13. The role of enhancers and transcription factors.
a. Transcription factors bind to the promoter region (TATA box) for the RNA polymerase to attach.
b. Inducer regions which may help transcription factors to bind.
c. DNA site control elements even further upstream (thousands of nucleotides away) called a enhancers.
DNA enhancers can work by a protein (activator) attaching to the enhancer.
The DNA then loops the DNA back on itself to attach to the promoter region.

14. Role of Transcription Factors
The enhancers attract activators. These activators and the region of the DNA they are attached to are attracted to the promoter region of the DNA gene. It causes actual folding of the DNA gene which, in turn, attracts more transcription factors and the attachment of RNA polymerase.

15. Role of Transcription Factors and Activators
This illustrates how different cells have different activators which activate different genes.
The liver cells need the protein albumin and not the protein crystallin and the lens cells do not need albumin but do need crystallin.
Note how each cell has a unique set of activators and transcription factors that interact with only certain genes in the cell.
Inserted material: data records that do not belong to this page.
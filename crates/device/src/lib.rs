#![deny(clippy::pedantic, unsafe_code)]
#![allow(clippy::module_name_repetitions)]

//! Device transports for the romflash installer
//!
//! Wraps the `adb` and `fastboot` command-line tools behind async traits
//! so the orchestrator (and its tests) never touch a subprocess directly.
//! The combined [`DeviceProbe`] reports which boot mode the attached
//! device is currently in.

mod adb;
mod fastboot;
mod probe;
mod runner;

pub use adb::{AdbClient, AdbTransport};
pub use fastboot::{FastbootClient, FastbootTransport};
pub use probe::DeviceProbe;
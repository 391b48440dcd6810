//! Device transport error types

use thiserror::Error;

/// Which command-line tool a device error came from.
#[derive(Debug, Clone, Copy, PartialEq, Eq)]
#[cfg_attr(feature = "serde", derive(serde::Serialize, serde::Deserialize))]
pub enum Transport {
    Adb,
    Fastboot,
}

impl std::fmt::Display for Transport {
    fn fmt(&self, f: &mut std::fmt::Formatter<'_>) -> std::fmt::Result {
        match self {
            Self::Adb => write!(f, "adb"),
            Self::Fastboot => write!(f, "fastboot"),
        }
    }
}

/// Errors from the adb/fastboot transports.
///
/// A missing device is not an error; probes report it as a normal
/// `DeviceMode`. Only transport-level failures end up here.
#[derive(Debug, Clone, Error)]
#[cfg_attr(feature = "serde", derive(serde::Serialize, serde::Deserialize))]
pub enum DeviceError {
    #[error("failed to run {tool}: {message}")]
    ToolUnavailable { tool: Transport, message: String },

    #[error("{tool} {command} failed: {stderr}")]
    CommandFailed {
        tool: Transport,
        command: String,
        stderr: String,
    },

    #[error("unexpected {tool} output: {output}")]
    UnexpectedOutput { tool: Transport, output: String },
}

impl DeviceError {
    /// The transport this error originated from.
    #[must_use]
    pub fn transport(&self) -> Transport {
        match self {
            Self::ToolUnavailable { tool, .. }
            | Self::CommandFailed { tool, .. }
            | Self::UnexpectedOutput { tool, .. } => *tool,
        }
    }
}
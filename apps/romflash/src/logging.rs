//! Tracing setup
//!
//! Logs go to stderr so stdout stays clean for prompts and the progress
//! bar. `RUST_LOG` wins over the `--debug` flag when set.

use tracing_subscriber::EnvFilter;

pub fn init(debug: bool) {
    let default = if debug { "romflash=debug,debug" } else { "warn" };
    tracing_subscriber::fmt()
        .with_env_filter(
            EnvFilter::try_from_default_env().unwrap_or_else(|_| EnvFilter::new(default)),
        )
        .with_writer(std::io::stderr)
        .init();
}
//! User-facing guidance text
//!
//! Every fatal path prints a human-readable cause plus one of these
//! guidance blocks before the process exits.

pub const MSG_WELCOME: &str = "\
Welcome to the romflash installer!

This tool will flash the latest release onto your device. Your device
must be connected over USB with USB debugging enabled for the whole run.";

pub const MSG_CONSENT_PROMPT: &str = "Are you ready to install? (yes/no): ";

pub const MSG_INCOMPLETE_TOOLS: &str = "\
The adb/fastboot tools could not be run. If you extracted the installer
from a zip, make sure the whole archive was extracted next to the
executable.";

pub const MSG_ADB_ISSUE: &str = "\
Your device could not be reached over adb. Check that:

  1. The device is connected over USB and powered on.
  2. USB debugging is enabled in developer settings.
  3. You accepted the debugging authorization dialog on-device.";

pub const MSG_FIX_PERMS: &str = "\
The USB device node is not readable by your user. On Linux, install the
vendor udev rules (or run once with elevated privileges), then re-plug
the cable and re-run the installer.";

pub const MSG_FASTBOOT_NO_DEVICE: &str = "\
No device is visible in fastboot mode. Keep the cable connected and make
sure the device shows its bootloader screen, then re-run the installer.";

pub const MSG_SIDELOAD_PROMPT: &str = "\
On the device, choose \"Install from USB\" in the recovery menu and tap
OK to confirm. Press Enter here once the device is in sideload mode: ";

pub const MSG_FASTBOOT_RETURN_PROMPT: &str = "\
When the factory flash completes, reboot the device back into the
bootloader. Press Enter here once the device is in fastboot mode: ";

pub const MSG_UNLOCK_SUCCESS: &str = "\
The bootloader is now unlocked and your device is rebooting. Unlocking
wipes user data, so the device will boot fresh. Re-run this installer to
continue with flashing.";

pub const MSG_SUCCESS: &str = "\
Installation complete! Your device will now reboot into its new system.";

pub const MSG_MANUAL_REBOOT: &str = "\
Please reboot your device manually: in the recovery menu go to
Reboot > System > Do Not Install.";
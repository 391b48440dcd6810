//! Device mode detection from tool output
//!
//! `adb devices` and `fastboot devices` print one line per attached
//! device after an optional header. The state column (or the serial
//! column, for permission failures) tells us which `DeviceMode` the
//! device is in. The probe never treats an absent device as an error.

use romflash_types::DeviceMode;

use crate::{AdbTransport, FastbootTransport};
use romflash_errors::Result;

/// Combined probe over both transports.
///
/// fastboot is checked first: a device sitting in the bootloader is
/// invisible to adb, while a booted device is invisible to fastboot, so
/// the two `status()` calls never both report a device.
pub struct DeviceProbe<'a> {
    adb: &'a dyn AdbTransport,
    fastboot: &'a dyn FastbootTransport,
}

impl<'a> DeviceProbe<'a> {
    #[must_use]
    pub fn new(adb: &'a dyn AdbTransport, fastboot: &'a dyn FastbootTransport) -> Self {
        Self { adb, fastboot }
    }

    /// Report the device's current mode.
    ///
    /// # Errors
    ///
    /// Returns an error only for transport failures (tool missing or
    /// crashed); "no device" is a normal `DeviceMode` value.
    pub async fn probe(&self) -> Result<DeviceMode> {
        match self.fastboot.status().await? {
            DeviceMode::NoDevice => self.adb.status().await,
            mode => Ok(mode),
        }
    }
}

/// Parse `adb devices` output into a mode.
pub(crate) fn parse_adb_devices(output: &str) -> DeviceMode {
    for line in output.lines() {
        let line = line.trim();
        if line.is_empty() || line.starts_with("List of devices") || line.starts_with('*') {
            continue;
        }
        if line.contains("no permissions") {
            return DeviceMode::UsbPermissionDenied;
        }
        let mut fields = line.split_whitespace();
        let (Some(_serial), Some(state)) = (fields.next(), fields.next()) else {
            continue;
        };
        return match state {
            "device" | "recovery" | "sideload" => DeviceMode::AdbReady,
            "unauthorized" => DeviceMode::AdbUnauthorized,
            _ => DeviceMode::Unknown,
        };
    }
    DeviceMode::NoDevice
}

/// Parse `fastboot devices` output into a mode.
pub(crate) fn parse_fastboot_devices(output: &str) -> DeviceMode {
    for line in output.lines() {
        let line = line.trim();
        if line.is_empty() {
            continue;
        }
        if line.contains("no permissions") {
            return DeviceMode::UsbPermissionDenied;
        }
        if line.split_whitespace().count() >= 2 {
            return DeviceMode::FastbootReady;
        }
    }
    DeviceMode::NoDevice
}

#[cfg(test)]
mod tests {
    use super::*;

    #[test]
    fn adb_ready_device() {
        let out = "List of devices attached\n0123456789ABCDEF\tdevice\n";
        assert_eq!(parse_adb_devices(out), DeviceMode::AdbReady);
    }

    #[test]
    fn adb_recovery_counts_as_ready() {
        let out = "List of devices attached\n0123456789ABCDEF\trecovery\n";
        assert_eq!(parse_adb_devices(out), DeviceMode::AdbReady);
    }

    #[test]
    fn adb_unauthorized() {
        let out = "List of devices attached\n0123456789ABCDEF\tunauthorized\n";
        assert_eq!(parse_adb_devices(out), DeviceMode::AdbUnauthorized);
    }

    #[test]
    fn adb_no_permissions() {
        let out = "List of devices attached\n????????????\tno permissions; see [http://developer.android.com/tools/device.html]\n";
        assert_eq!(parse_adb_devices(out), DeviceMode::UsbPermissionDenied);
    }

    #[test]
    fn adb_empty_list() {
        assert_eq!(
            parse_adb_devices("List of devices attached\n\n"),
            DeviceMode::NoDevice
        );
    }

    #[test]
    fn adb_daemon_banner_is_skipped() {
        let out = "* daemon not running; starting now at tcp:5037\n* daemon started successfully\nList of devices attached\nABCD\tdevice\n";
        assert_eq!(parse_adb_devices(out), DeviceMode::AdbReady);
    }

    #[test]
    fn fastboot_ready() {
        assert_eq!(
            parse_fastboot_devices("0123456789ABCDEF\tfastboot\n"),
            DeviceMode::FastbootReady
        );
    }

    #[test]
    fn fastboot_no_permissions() {
        assert_eq!(
            parse_fastboot_devices("no permissions\tfastboot\n"),
            DeviceMode::UsbPermissionDenied
        );
    }

    #[test]
    fn fastboot_empty() {
        assert_eq!(parse_fastboot_devices(""), DeviceMode::NoDevice);
    }
}
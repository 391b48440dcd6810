#![deny(clippy::pedantic, unsafe_code)]
#![allow(clippy::module_name_repetitions)]

//! Core type definitions for the romflash installer
//!
//! This crate provides the fundamental types shared across the system:
//! device boot modes, artifact descriptions, and the terminal outcome /
//! exit-code taxonomy.

pub mod artifact;
pub mod device;
pub mod outcome;

// Re-export commonly used types
pub use artifact::{Artifact, ArtifactKind};
pub use device::DeviceMode;
pub use outcome::{ExitCode, Outcome, OutcomeCategory};
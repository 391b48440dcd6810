//! Integration tests for the installation state machine
//!
//! All collaborators are scripted: transports pop queued device modes
//! and append to a shared call log, the fetcher records requested specs
//! (optionally failing at a fixed position), the session answers prompts
//! from a script, and settle waits are zero-length.

use std::collections::VecDeque;
use std::path::{Path, PathBuf};
use std::sync::atomic::{AtomicUsize, Ordering};
use std::sync::{Arc, Mutex};
use std::time::Duration;

use async_trait::async_trait;
use romflash_device::{AdbTransport, FastbootTransport};
use romflash_errors::{DeviceError, Error, NetworkError, Result, Transport};
use romflash_fetch::{ArtifactSpec, Fetcher, ProgressFn};
use romflash_install::{InstallOrchestrator, Session, Settle};
use romflash_types::{Artifact, DeviceMode, ExitCode};

type CallLog = Arc<Mutex<Vec<String>>>;

fn transport_error(tool: Transport) -> Error {
    DeviceError::CommandFailed {
        tool,
        command: "scripted".into(),
        stderr: "scripted failure".into(),
    }
    .into()
}

#[derive(Default)]
struct ScriptedAdb {
    log: CallLog,
    statuses: Mutex<VecDeque<DeviceMode>>,
    default_status: Option<DeviceMode>,
    fail_shell_containing: Option<&'static str>,
    fail_reboot_to: Option<&'static str>,
}

impl ScriptedAdb {
    fn next_status(&self) -> Result<DeviceMode> {
        if let Some(mode) = self.statuses.lock().unwrap().pop_front() {
            return Ok(mode);
        }
        self.default_status
            .ok_or_else(|| transport_error(Transport::Adb))
    }
}

#[async_trait]
impl AdbTransport for ScriptedAdb {
    async fn status(&self) -> Result<DeviceMode> {
        self.log.lock().unwrap().push("adb status".into());
        self.next_status()
    }

    async fn reboot(&self, target: &str) -> Result<()> {
        self.log.lock().unwrap().push(format!("adb reboot {target}"));
        if self.fail_reboot_to == Some(target) {
            return Err(transport_error(Transport::Adb));
        }
        Ok(())
    }

    async fn sideload(&self, path: &Path) -> Result<()> {
        self.log
            .lock()
            .unwrap()
            .push(format!("adb sideload {}", path.display()));
        Ok(())
    }

    async fn push(&self, path: &Path, remote_dir: &str) -> Result<()> {
        self.log
            .lock()
            .unwrap()
            .push(format!("adb push {} {remote_dir}", path.display()));
        Ok(())
    }

    async fn shell(&self, command: &str) -> Result<()> {
        self.log.lock().unwrap().push(format!("adb shell {command}"));
        if let Some(needle) = self.fail_shell_containing {
            if command.contains(needle) {
                return Err(transport_error(Transport::Adb));
            }
        }
        Ok(())
    }
}

#[derive(Default)]
struct ScriptedFastboot {
    log: CallLog,
    statuses: Mutex<VecDeque<DeviceMode>>,
    default_status: Option<DeviceMode>,
    product: Option<&'static str>,
    // None scripts a lock-state query failure
    unlocked: Option<bool>,
    fail_boot: bool,
}

impl ScriptedFastboot {
    fn next_status(&self) -> Result<DeviceMode> {
        if let Some(mode) = self.statuses.lock().unwrap().pop_front() {
            return Ok(mode);
        }
        self.default_status
            .ok_or_else(|| transport_error(Transport::Fastboot))
    }
}

#[async_trait]
impl FastbootTransport for ScriptedFastboot {
    async fn status(&self) -> Result<DeviceMode> {
        self.log.lock().unwrap().push("fastboot status".into());
        self.next_status()
    }

    async fn product(&self) -> Result<String> {
        self.log.lock().unwrap().push("fastboot product".into());
        self.product
            .map(str::to_string)
            .ok_or_else(|| transport_error(Transport::Fastboot))
    }

    async fn unlocked(&self) -> Result<bool> {
        self.log.lock().unwrap().push("fastboot unlocked".into());
        self.unlocked
            .ok_or_else(|| transport_error(Transport::Fastboot))
    }

    async fn unlock(&self) -> Result<()> {
        self.log.lock().unwrap().push("fastboot unlock".into());
        Ok(())
    }

    async fn reboot(&self) -> Result<()> {
        self.log.lock().unwrap().push("fastboot reboot".into());
        Ok(())
    }

    async fn boot(&self, image: &Path) -> Result<()> {
        self.log
            .lock()
            .unwrap()
            .push(format!("fastboot boot {}", image.display()));
        if self.fail_boot {
            return Err(transport_error(Transport::Fastboot));
        }
        Ok(())
    }
}

#[derive(Default)]
struct ScriptedFetcher {
    log: CallLog,
    calls: AtomicUsize,
    fail_at: Option<usize>,
}

#[async_trait]
impl Fetcher for ScriptedFetcher {
    async fn fetch(&self, spec: &ArtifactSpec, _progress: ProgressFn<'_>) -> Result<Artifact> {
        let index = self.calls.fetch_add(1, Ordering::SeqCst);
        self.log
            .lock()
            .unwrap()
            .push(format!("fetch {}", spec.filename));
        if self.fail_at == Some(index) {
            return Err(NetworkError::DownloadFailed("scripted failure".into()).into());
        }
        Ok(Artifact {
            kind: spec.kind,
            path: PathBuf::from(&spec.filename),
            downloaded: true,
        })
    }
}

#[derive(Default)]
struct ScriptedSession {
    answers: Mutex<VecDeque<&'static str>>,
}

#[async_trait]
impl Session for ScriptedSession {
    async fn prompt(&self, _text: &str) -> Result<String> {
        self.answers
            .lock()
            .unwrap()
            .pop_front()
            .map(str::to_string)
            .ok_or_else(|| Error::internal("script ran out of answers"))
    }

    fn info(&self, _message: &str) {}
    fn warn(&self, _message: &str) {}
    fn progress_begin(&self, _title: &str) {}
    fn progress_update(&self, _fraction: f64) {}
    fn progress_end(&self) {}
}

struct NoSettle;

#[async_trait]
impl Settle for NoSettle {
    async fn wait(&self, _period: Duration) {}
}

struct Rig {
    log: CallLog,
    adb: Arc<ScriptedAdb>,
    fastboot: Arc<ScriptedFastboot>,
    fetcher: Arc<ScriptedFetcher>,
    session: Arc<ScriptedSession>,
}

impl Rig {
    fn new(adb: ScriptedAdb, fastboot: ScriptedFastboot) -> Self {
        let log = Arc::clone(&adb.log);
        Self {
            adb: Arc::new(adb),
            fastboot: Arc::new(fastboot),
            fetcher: Arc::new(ScriptedFetcher {
                log: Arc::clone(&log),
                ..Default::default()
            }),
            session: Arc::new(ScriptedSession::default()),
            log,
        }
    }

    fn answers(self, answers: &[&'static str]) -> Self {
        *self.session.answers.lock().unwrap() = answers.iter().copied().collect();
        self
    }

    fn fetcher(mut self, fetcher: ScriptedFetcher) -> Self {
        self.fetcher = Arc::new(fetcher);
        self
    }

    fn orchestrator(&self) -> InstallOrchestrator {
        InstallOrchestrator::new(
            Arc::clone(&self.adb) as Arc<dyn AdbTransport>,
            Arc::clone(&self.fastboot) as Arc<dyn FastbootTransport>,
            Arc::clone(&self.fetcher) as Arc<dyn Fetcher>,
            Arc::clone(&self.session) as Arc<dyn Session>,
            Arc::new(NoSettle),
        )
    }

    fn log(&self) -> Vec<String> {
        self.log.lock().unwrap().clone()
    }
}

fn shared_log() -> CallLog {
    Arc::new(Mutex::new(Vec::new()))
}

/// An already-unlocked device sitting in adb mode, happy path scripting.
fn happy_rig() -> Rig {
    let log = shared_log();
    let adb = ScriptedAdb {
        log: Arc::clone(&log),
        default_status: Some(DeviceMode::AdbReady),
        ..Default::default()
    };
    let fastboot = ScriptedFastboot {
        log,
        // toolchain check, detect probe, post-reboot check, fastboot verify
        statuses: Mutex::new(VecDeque::from(vec![
            DeviceMode::NoDevice,
            DeviceMode::NoDevice,
            DeviceMode::FastbootReady,
            DeviceMode::FastbootReady,
        ])),
        default_status: Some(DeviceMode::FastbootReady),
        product: Some("QC_Reference_Phone"),
        unlocked: Some(true),
        ..Default::default()
    };
    Rig::new(adb, fastboot).answers(&["yes", "", ""])
}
16. Post-Transcriptional Control Alternative Splicing
Once the immature mRNA is made, it could be processed in different ways to give rise to different mature mRNA and thus different proteins.
Fot example,. In Drosophila there is a gene that is called a "double--sex" gene because the mRNA can be processed two different ways depending on the presence of a tra gene product. The "double-sex" gene has 6 exons and in females the tra gene product is present. It causes exon 3 to be linked to exon 4 but the remaining exons are deleted. In males the tra gene product is absent. This causes exon 3 to be linked to 5 and 6, skipping # 4 altogether. Once the mRNA is made, it will lead to development of either a male or female.

17. Second Example
In Drosophilia there is a gene called Tropin T. There are enough exons and introns in the gene that the mRNA from this gene can be spliced over 17,000 ways giving rise to 17,000 different proteins. These unique proteins are found on different nerve cells in Drosophilia.

18. Example of Alternative Splicing the Same Gene in Humans
Current estimates from the Human Genome Project show that there are about 23,700 protein-coding genes in the human genome; BUT they are responsible for producing about 160,000 different proteins. This is possible due to alternative splicing during RNA Processing. Each protein coding gene has an average of 7 different products. 95% of human genes undergo alternative splicing.
An average human gene is 36,000 base pairs (bp) long, but contains 6 introns that are about 5700 bp each and 7 exons that are about 300 bp each. So, the actual coding region is only 2100 bp for a 36,000 bp gene. (a bit of trivia: by bp number, if we include the introns, 25% of your genome is composed of protein-coding genes, but if we only count the exons, then only 1.3% of your genome codes for protein)
CGRP (calcitonin gene related peptide) is a hormone that 37 is amino acids long and produced in the hypothalamus. This molecule interacts with receptors in nervous tissue. It is a potent peptide vasodilator and can function in the transmission of pain. It is thought to be a part of the cause of migraine headaches.
Calcitonin which is produced by the thyroid gland is formed from the alternative splicing of the same gene as CGRP (calcitonin/CGRP gene). This located on chromosome 11. Calcitonin increases the concentration of calcium in the blood when secreted from the thyroid gland.
There are 23,700 protein-coding genes in the human genome; BUT they are responsible for producing about 160,000 different proteins. This is possible due to alternative splicing during RNA Processing. Each protein coding gene has an average of 7 different products. 95% of human genes undergo alternative splicing.

19. Post-translational control- Ubiquitin
Proteins that need to be degraded are tagged with a protein called ubiquitin. Once tagged, a protein complex called a proteasome breaks down the protein. The ubiquitin molecules are recycled and the small polypeptide fragments are further degraded by other enzymes.